_Task instructions:_
Print the first line of the records below and every line after it, up to and including the line with "the accumulated statistics". Print nothing else.

_Data for processing:_
-- -- --
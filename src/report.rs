//! Fixed-window reporting over a live trace stream.
//!
//! [`ReportingCycle::run`] is the whole follow pipeline: pull a line, parse
//! it, feed the tracker, and every `window` hand the accumulated statistics
//! to an [`Emitter`]. Windows are aligned to the first deadline, not to the
//! moment the previous report finished, so a slow emitter doesn't make the
//! reports drift.

use std::time::{Duration, Instant};

use crate::emit::Emitter;
use crate::follow::{FollowEvent, LineSource};
use crate::trace::{ServiceStore, Tracker, parse_line};
use crate::utils::get_now;

pub struct ReportingCycle {
    window: Duration,
    deadline: Instant,
}

impl ReportingCycle {
    /// First window ends `window` from now.
    pub fn new(window: Duration) -> Self {
        Self::starting_at(Instant::now(), window)
    }

    pub fn starting_at(start: Instant, window: Duration) -> Self {
        Self {
            window,
            deadline: next_deadline(start, window),
        }
    }

    pub fn deadline(&self) -> Instant {
        self.deadline
    }

    /// Run until `source` closes. Returns the number of snapshots emitted.
    ///
    /// Invocations still open when the source closes are dropped; only
    /// completed statistics make it into the final report.
    pub fn run(
        &mut self,
        source: &mut impl LineSource,
        tracker: &mut Tracker,
        store: &mut ServiceStore,
        emitter: &mut impl Emitter,
    ) -> u64 {
        let mut emitted = 0;
        loop {
            match source.next_line_until(self.deadline) {
                FollowEvent::Line(line) => {
                    if let Some(event) = parse_line(&line) {
                        tracker.observe(&event, store);
                    }
                    // A busy log never yields `Pending`
                    if Instant::now() >= self.deadline {
                        self.close_window(tracker, store, emitter);
                        emitted += 1;
                    }
                }
                FollowEvent::Pending => {
                    self.close_window(tracker, store, emitter);
                    emitted += 1;
                }
                FollowEvent::Closed => {
                    if !store.is_empty() {
                        deliver(emitter, store);
                        emitted += 1;
                    }
                    log::info!(
                        "Trace source closed; dropping {} open invocations",
                        tracker.open_invocations()
                    );
                    return emitted;
                }
            }
        }
    }

    fn close_window(
        &mut self,
        tracker: &mut Tracker,
        store: &mut ServiceStore,
        emitter: &mut impl Emitter,
    ) {
        tracker.fold_open(store);
        deliver(emitter, store);
        self.deadline = next_deadline(self.deadline, self.window);
    }
}

fn deliver(emitter: &mut impl Emitter, store: &mut ServiceStore) {
    let snapshot = store.snapshot_and_reset();
    log::info!(
        "Window closed: {} services, {} invocations",
        snapshot.services.len(),
        snapshot.invocation_count()
    );
    if let Err(e) = emitter.emit(&snapshot, get_now()) {
        log::warn!("Failed to emit window: {e:#}");
    }
}

/// The deadline after `previous`.
pub fn next_deadline(previous: Instant, window: Duration) -> Instant {
    previous + window
}
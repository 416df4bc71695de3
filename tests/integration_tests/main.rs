//! Integration tests: the `ulog-trace` binary and the follow pipeline end to end.

mod cli;
mod follow;

use std::path::PathBuf;

/// The ULOG fixture shared with the unit tests.
pub fn sample_ulog() -> PathBuf {
    PathBuf::from(env!("CARGO_MANIFEST_DIR")).join("src/trace/testdata/sample.ulog")
}
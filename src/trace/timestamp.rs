//! ULOG time-of-day handling.
//!
//! ULOG lines start with `HHMMSS`, or `HHMMSS.mmm` when the middleware runs
//! with `ULOGMILLISEC=Y`. There is no date component: each ULOG file covers
//! one calendar day, so a decreasing timestamp means midnight passed.

/// Milliseconds in one day.
pub const DAY_MS: u32 = 86_400_000;

/// Convert a `HHMMSS[.mmm]` field into milliseconds since midnight.
///
/// Returns `None` for anything that is not a valid time of day.
pub fn parse_timestamp(field: &str) -> Option<u32> {
    let (clock, millis) = match field.split_once('.') {
        Some((clock, millis)) => (clock, Some(millis)),
        None => (field, None),
    };

    if clock.len() != 6 || !clock.bytes().all(|b| b.is_ascii_digit()) {
        return None;
    }

    let hours: u32 = clock[0..2].parse().ok()?;
    let minutes: u32 = clock[2..4].parse().ok()?;
    let seconds: u32 = clock[4..6].parse().ok()?;
    if hours > 23 || minutes > 59 || seconds > 59 {
        return None;
    }

    let millis = match millis {
        Some(m) if m.len() == 3 && m.bytes().all(|b| b.is_ascii_digit()) => m.parse().ok()?,
        Some(_) => return None,
        None => 0,
    };

    Some(((hours * 60 + minutes) * 60 + seconds) * 1000 + millis)
}

/// Milliseconds from `start` to `end`, both measured since midnight.
///
/// An `end` earlier than `start` is read as a midnight rollover.
pub fn elapsed_ms(start: u32, end: u32) -> u32 {
    if end >= start {
        end - start
    } else {
        end + DAY_MS - start
    }
}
-- -- --
_Response to this task:_
filename src/report.rs
//! Fixed-window reporting over a live trace stream.
//!
//! [`ReportingCycle::run`] is the whole follow pipeline: pull a line, parse
//! it, feed the tracker, and every `window` hand the accumulated statistics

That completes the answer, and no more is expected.